The Boring Secret to Becoming a Great Photographer

The Boring Secret to Becoming a Great Photographer

Few of us will ever become truly great photographers, but giving yourself the best chance of it is still very much worthwhile. There is one method that is certainly a key ingredient, but it's often overlooked because it's not as interesting as buying new equipment or traveling to new places.

I want — no, need — to start this article with two caveats. The first is that I'm not a great photographer. The chances are I never will be either. However, you don't need to be great at something to identify the important factors to getting there, and it's something I have obsessed about both inside and outside of photography. The second is that the title implies a number of things: it's a secret, it's a guaranteed route to greatness, and it's always boring. None of these are necessarily true, but nobody is clicking "the often dull tip that might make you better at photography." Ok, let's get on with it.

I have been obsessed with people who have reached the pinnacle of fields for as long as I can remember. For the last decade, it's something I have sought out in all forms of media, though primarily books. The book I have mentioned a few times, including in my article, "The Books That Can Change the Way You Approach Photography: How Brute Force Can Take You Further Than Talent," is Grit, by Angela Duckworth. The objective of this book — and many others in what is becoming a sort of sub-genre — is unpacking what makes the greats in any field great. Sports are typically the focal point, but music is a close second, and many other disciplines fit the same mold.

There are many influential factors, for example, having a proper mentor. However, one that appears to span every activity one can be great at is also rather mundane.

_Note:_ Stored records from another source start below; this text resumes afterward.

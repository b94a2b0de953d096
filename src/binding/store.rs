//! The binding store: the only mutable, persisted state of the system.
//!
//! Click bindings are keyed by [`BindingKey`] (an action id plus an optional `.up` / `.down` /
//! `.center` part); axis bindings are keyed by the bare action id. A slot that is being captured
//! holds [`Slot::Recording`] instead of a half-written value, and lookups used by dispatch only
//! ever return bound values.

use super::physical::{AxisBinding, ClickBinding};
use std::collections::{BTreeMap, HashMap};
use std::fmt;
use std::str::FromStr;

/// Sub-binding of a steps or range action.
#[derive(Debug, Clone, Copy, PartialEq, Eq, Hash)]
pub enum ClickPart {
    Up,
    Down,
    Center,
}

impl ClickPart {
    pub fn suffix(self) -> &'static str {
        match self {
            ClickPart::Up => "up",
            ClickPart::Down => "down",
            ClickPart::Center => "center",
        }
    }

    /// Human label used by the binding editor, e.g. `"Up"`.
    pub fn title(self) -> &'static str {
        match self {
            ClickPart::Up => "Up",
            ClickPart::Down => "Down",
            ClickPart::Center => "Center",
        }
    }

    fn from_suffix(suffix: &str) -> Option<Self> {
        match suffix {
            "up" => Some(ClickPart::Up),
            "down" => Some(ClickPart::Down),
            "center" => Some(ClickPart::Center),
            _ => None,
        }
    }
}

/// Composite store key: `"fire"`, `"zoom.up"`, `"throttle.center"`.
#[derive(Debug, Clone, PartialEq, Eq, Hash)]
pub struct BindingKey {
    pub action_id: String,
    pub part: Option<ClickPart>,
}

impl BindingKey {
    pub fn new(action_id: impl Into<String>) -> Self {
        Self {
            action_id: action_id.into(),
            part: None,
        }
    }

    pub fn with_part(action_id: impl Into<String>, part: ClickPart) -> Self {
        Self {
            action_id: action_id.into(),
            part: Some(part),
        }
    }

    pub fn up(action_id: impl Into<String>) -> Self {
        Self::with_part(action_id, ClickPart::Up)
    }

    pub fn down(action_id: impl Into<String>) -> Self {
        Self::with_part(action_id, ClickPart::Down)
    }

    pub fn center(action_id: impl Into<String>) -> Self {
        Self::with_part(action_id, ClickPart::Center)
    }
}

impl fmt::Display for BindingKey {
    fn fmt(&self, f: &mut fmt::Formatter<'_>) -> fmt::Result {
        match self.part {
            Some(part) => write!(f, "{}.{}", self.action_id, part.suffix()),
            None => f.write_str(&self.action_id),
        }
    }
}

impl BindingKey {
    /// Split a composite key. A trailing `.up` / `.down` / `.center` becomes the part; any
    /// other dot stays in the action id.
    pub fn from_composite(s: &str) -> Self {
        if let Some((id, suffix)) = s.rsplit_once('.') {
            if let Some(part) = ClickPart::from_suffix(suffix) {
                return Self::with_part(id, part);
            }
        }
        Self::new(s)
    }
}

impl FromStr for BindingKey {
    type Err = std::convert::Infallible;

    fn from_str(s: &str) -> std::result::Result<Self, Self::Err> {
        Ok(Self::from_composite(s))
    }
}

/// A stored binding, or the marker for "capture in progress".
#[derive(Debug, Clone, PartialEq)]
pub enum Slot<T> {
    Bound(T),
    Recording,
}

impl<T> Slot<T> {
    pub fn bound(&self) -> Option<&T> {
        match self {
            Slot::Bound(value) => Some(value),
            Slot::Recording => None,
        }
    }

    pub fn is_recording(&self) -> bool {
        matches!(self, Slot::Recording)
    }
}

/// Plain snapshot of every bound value, suitable for persistence.
#[derive(Debug, Clone, Default, PartialEq)]
#[cfg_attr(feature = "config", derive(serde::Serialize, serde::Deserialize))]
pub struct SavedBindings {
    #[cfg_attr(feature = "config", serde(default))]
    pub clicks: BTreeMap<String, ClickBinding>,
    #[cfg_attr(feature = "config", serde(default))]
    pub axes: BTreeMap<String, AxisBinding>,
}

/// Mapping from store keys to their current binding.
#[derive(Debug, Clone, Default)]
pub struct BindingStore {
    clicks: HashMap<BindingKey, Slot<ClickBinding>>,
    axes: HashMap<String, Slot<AxisBinding>>,
}

impl BindingStore {
    pub fn new() -> Self {
        Self::default()
    }

    /// The bound click for `key`; `None` when unbound or being recorded.
    pub fn click(&self, key: &BindingKey) -> Option<&ClickBinding> {
        self.clicks.get(key).and_then(Slot::bound)
    }

    /// The bound axis for `action_id`; `None` when unbound or being recorded.
    pub fn axis(&self, action_id: &str) -> Option<&AxisBinding> {
        self.axes.get(action_id).and_then(Slot::bound)
    }

    pub fn click_slot(&self, key: &BindingKey) -> Option<&Slot<ClickBinding>> {
        self.clicks.get(key)
    }

    pub fn axis_slot(&self, action_id: &str) -> Option<&Slot<AxisBinding>> {
        self.axes.get(action_id)
    }

    pub fn set_click(&mut self, key: BindingKey, binding: ClickBinding) {
        self.clicks.insert(key, Slot::Bound(binding));
    }

    pub fn set_axis(&mut self, action_id: impl Into<String>, binding: AxisBinding) {
        self.axes.insert(action_id.into(), Slot::Bound(binding));
    }

    /// Mark `key` as being recorded, returning the value it held before.
    pub fn begin_click_capture(&mut self, key: &BindingKey) -> Option<ClickBinding> {
        match self.clicks.insert(key.clone(), Slot::Recording) {
            Some(Slot::Bound(binding)) => Some(binding),
            _ => None,
        }
    }

    /// Mark the axis of `action_id` as being recorded, returning the value it held before.
    pub fn begin_axis_capture(&mut self, action_id: &str) -> Option<AxisBinding> {
        match self.axes.insert(action_id.to_string(), Slot::Recording) {
            Some(Slot::Bound(binding)) => Some(binding),
            _ => None,
        }
    }

    /// Put `original` back if `key` is still marked as recording. Committed values are kept.
    pub fn restore_click(&mut self, key: &BindingKey, original: Option<ClickBinding>) {
        if self.clicks.get(key).map_or(false, Slot::is_recording) {
            match original {
                Some(binding) => self.set_click(key.clone(), binding),
                None => {
                    self.clicks.remove(key);
                }
            }
        }
    }

    /// Put `original` back if the axis of `action_id` is still marked as recording.
    pub fn restore_axis(&mut self, action_id: &str, original: Option<AxisBinding>) {
        if self.axes.get(action_id).map_or(false, Slot::is_recording) {
            match original {
                Some(binding) => self.set_axis(action_id, binding),
                None => {
                    self.axes.remove(action_id);
                }
            }
        }
    }

    /// True while any slot is marked as recording.
    pub fn has_pending_capture(&self) -> bool {
        self.clicks.values().any(Slot::is_recording) || self.axes.values().any(Slot::is_recording)
    }

    /// Copy out every bound value. Slots being recorded are skipped.
    pub fn snapshot(&self) -> SavedBindings {
        SavedBindings {
            clicks: self
                .clicks
                .iter()
                .filter_map(|(key, slot)| slot.bound().map(|b| (key.to_string(), b.clone())))
                .collect(),
            axes: self
                .axes
                .iter()
                .filter_map(|(id, slot)| slot.bound().map(|b| (id.clone(), b.clone())))
                .collect(),
        }
    }

    /// Rebuild a store from a snapshot.
    pub fn from_saved(saved: SavedBindings) -> Self {
        let mut store = Self::new();
        for (key, binding) in saved.clicks {
            store.set_click(BindingKey::from_composite(&key), binding);
        }
        for (id, binding) in saved.axes {
            store.set_axis(id, binding);
        }
        store
    }
}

Consistency: Dull, but Irreplaceable

Consistency, as far as I can tell, is utterly irreplaceable if you're striving to improve at anything, let alone be one of the best. That is, regarding photography, if you're looking to become a better photographer, you need to take pictures regularly. It seems obvious, but so few practice it. What this doesn't mean is taking thousands of pictures one weekend, then not touching your camera for several months before doing it again. Taking even just 10 pictures every day would likely yield greater improvement for the photographer.

If you look at anyone great at just about anything, they practice religiously every single day. The top musicians, even and especially the ones called prodigies, practice for hours daily. The top athletes not only train every day, but it guides their life in all other areas so that they can train that frequently. Writers such as Stephen King — and like his work or not, few have been more successful in the last 100 years — write 10 A4 pages every single day, including Christmas Day and his birthday.

This relentlessness is identified, broadly, as grit by Duckworth, and it appears to be crucial in motivating yourself to maintain consistency in your work. The greatest photographers and artists create work on an industrial scale and do so for decades, and there is no substitute for that. However, consistency is easy in concept but difficult to put into practice. So, here are three ways you can improve how regularly you take images.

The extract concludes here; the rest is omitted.